_WORK TO BE COMPLETED:_
Find the number of lines below in which the word "geometry" occurs. Write only that number.

==== DATA SECTION ====

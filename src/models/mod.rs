//! Data types shared by the converter: the parsed source tree, geometry
//! values and the generated IWB document model.

pub mod document;
pub mod elements;
pub mod geometry;
pub mod source_tree;
pub mod text;
//! Read-only arena representation of a parsed UBZ XML file (a page or the
//! RDF description).
//!
//! Nodes are stored in a flat vector and addressed by [`NodeId`]. Each node
//! keeps a non-owning back reference to its parent, so searches return ids
//! instead of references into a mutable tree.

use indexmap::IndexMap;

/// Index of a node inside a [`SourceTree`].
#[derive(Debug, Clone, Copy, PartialEq, Eq, Hash)]
pub struct NodeId(usize);

/// An element of the source document.
#[derive(Debug, Clone, PartialEq)]
pub struct SourceElement {
    /// Local tag name (namespace prefix stripped), e.g. `foreignObject`.
    pub name: String,
    /// Namespace URI of the tag, if any.
    pub namespace: Option<String>,
    /// Attributes keyed by local name, in document order.
    pub attributes: IndexMap<String, String>,
}

impl SourceElement {
    /// Returns the value of the attribute with the given local name.
    pub fn attribute(&self, name: &str) -> Option<&str> {
        self.attributes.get(name).map(String::as_str)
    }

    pub fn has_attribute(&self, name: &str) -> bool {
        self.attributes.contains_key(name)
    }
}

/// Payload of a node.
#[derive(Debug, Clone, PartialEq)]
pub enum SourceNodeKind {
    Element(SourceElement),
    Text(String),
}

/// A node of the arena together with its structural links.
#[derive(Debug, Clone)]
pub struct SourceNode {
    pub kind: SourceNodeKind,
    pub parent: Option<NodeId>,
    pub children: Vec<NodeId>,
}

/// The parsed, immutable tree of one source file.
#[derive(Debug, Clone)]
pub struct SourceTree {
    nodes: Vec<SourceNode>,
    root: NodeId,
}

impl SourceTree {
    /// Parses an XML document into a tree rooted at the document element.
    ///
    /// Comments and processing instructions are skipped. Text nodes that only
    /// contain indentation (whitespace with a line break) are dropped, other
    /// text is kept verbatim.
    pub fn parse(xml: &str) -> Result<Self, roxmltree::Error> {
        let options = roxmltree::ParsingOptions {
            allow_dtd: true,
            ..roxmltree::ParsingOptions::default()
        };
        let document = roxmltree::Document::parse_with_options(xml, options)?;

        let mut tree = SourceTree {
            nodes: Vec::new(),
            root: NodeId(0),
        };
        tree.root = tree.push_node(document.root_element(), None);
        Ok(tree)
    }

    fn push_node(&mut self, node: roxmltree::Node<'_, '_>, parent: Option<NodeId>) -> NodeId {
        let attributes = node
            .attributes()
            .map(|attr| (attr.name().to_string(), attr.value().to_string()))
            .collect();
        let element = SourceElement {
            name: node.tag_name().name().to_string(),
            namespace: node.tag_name().namespace().map(str::to_string),
            attributes,
        };

        let id = NodeId(self.nodes.len());
        self.nodes.push(SourceNode {
            kind: SourceNodeKind::Element(element),
            parent,
            children: Vec::new(),
        });

        for child in node.children() {
            let child_id = if child.is_element() {
                self.push_node(child, Some(id))
            } else if child.is_text() {
                let text = child.text().unwrap_or_default();
                if is_indentation(text) {
                    continue;
                }
                let child_id = NodeId(self.nodes.len());
                self.nodes.push(SourceNode {
                    kind: SourceNodeKind::Text(text.to_string()),
                    parent: Some(id),
                    children: Vec::new(),
                });
                child_id
            } else {
                continue;
            };
            self.nodes[id.0].children.push(child_id);
        }

        id
    }

    /// The document element.
    pub fn root(&self) -> NodeId {
        self.root
    }

    pub fn node(&self, id: NodeId) -> &SourceNode {
        &self.nodes[id.0]
    }

    /// Returns the element stored at `id`, or `None` for text nodes.
    pub fn element(&self, id: NodeId) -> Option<&SourceElement> {
        match &self.node(id).kind {
            SourceNodeKind::Element(element) => Some(element),
            SourceNodeKind::Text(_) => None,
        }
    }

    /// Returns the text stored at `id`, or `None` for elements.
    pub fn text(&self, id: NodeId) -> Option<&str> {
        match &self.node(id).kind {
            SourceNodeKind::Text(text) => Some(text),
            SourceNodeKind::Element(_) => None,
        }
    }

    pub fn parent(&self, id: NodeId) -> Option<NodeId> {
        self.node(id).parent
    }

    pub fn children(&self, id: NodeId) -> impl Iterator<Item = NodeId> + '_ {
        self.node(id).children.iter().copied()
    }

    /// Element children of `id`, in document order.
    pub fn child_elements(&self, id: NodeId) -> impl Iterator<Item = NodeId> + '_ {
        self.children(id)
            .filter(move |child| self.element(*child).is_some())
    }

    /// First element child of `id` whose local name is `tag`.
    pub fn find_child_by_tag(&self, id: NodeId, tag: &str) -> Option<NodeId> {
        self.child_elements(id)
            .find(|child| self.element(*child).is_some_and(|e| e.name == tag))
    }

    /// Depth-first (pre-order) search below `id` for an element named `tag`.
    /// `id` itself is not considered.
    pub fn find_descendant_by_tag(&self, id: NodeId, tag: &str) -> Option<NodeId> {
        let mut stack: Vec<NodeId> = self.node(id).children.iter().rev().copied().collect();
        while let Some(current) = stack.pop() {
            if self.element(current).is_some_and(|e| e.name == tag) {
                return Some(current);
            }
            stack.extend(self.node(current).children.iter().rev().copied());
        }
        None
    }

    /// Concatenation of all text below `id`, in document order.
    pub fn text_content(&self, id: NodeId) -> String {
        let mut out = String::new();
        self.collect_text(id, &mut out);
        out
    }

    fn collect_text(&self, id: NodeId, out: &mut String) {
        match &self.node(id).kind {
            SourceNodeKind::Text(text) => out.push_str(text),
            SourceNodeKind::Element(_) => {
                for child in self.children(id) {
                    self.collect_text(child, out);
                }
            }
        }
    }
}

fn is_indentation(text: &str) -> bool {
    text.trim().is_empty() && text.contains('\n')
}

====

_EXERCISE SOLUTION:_
2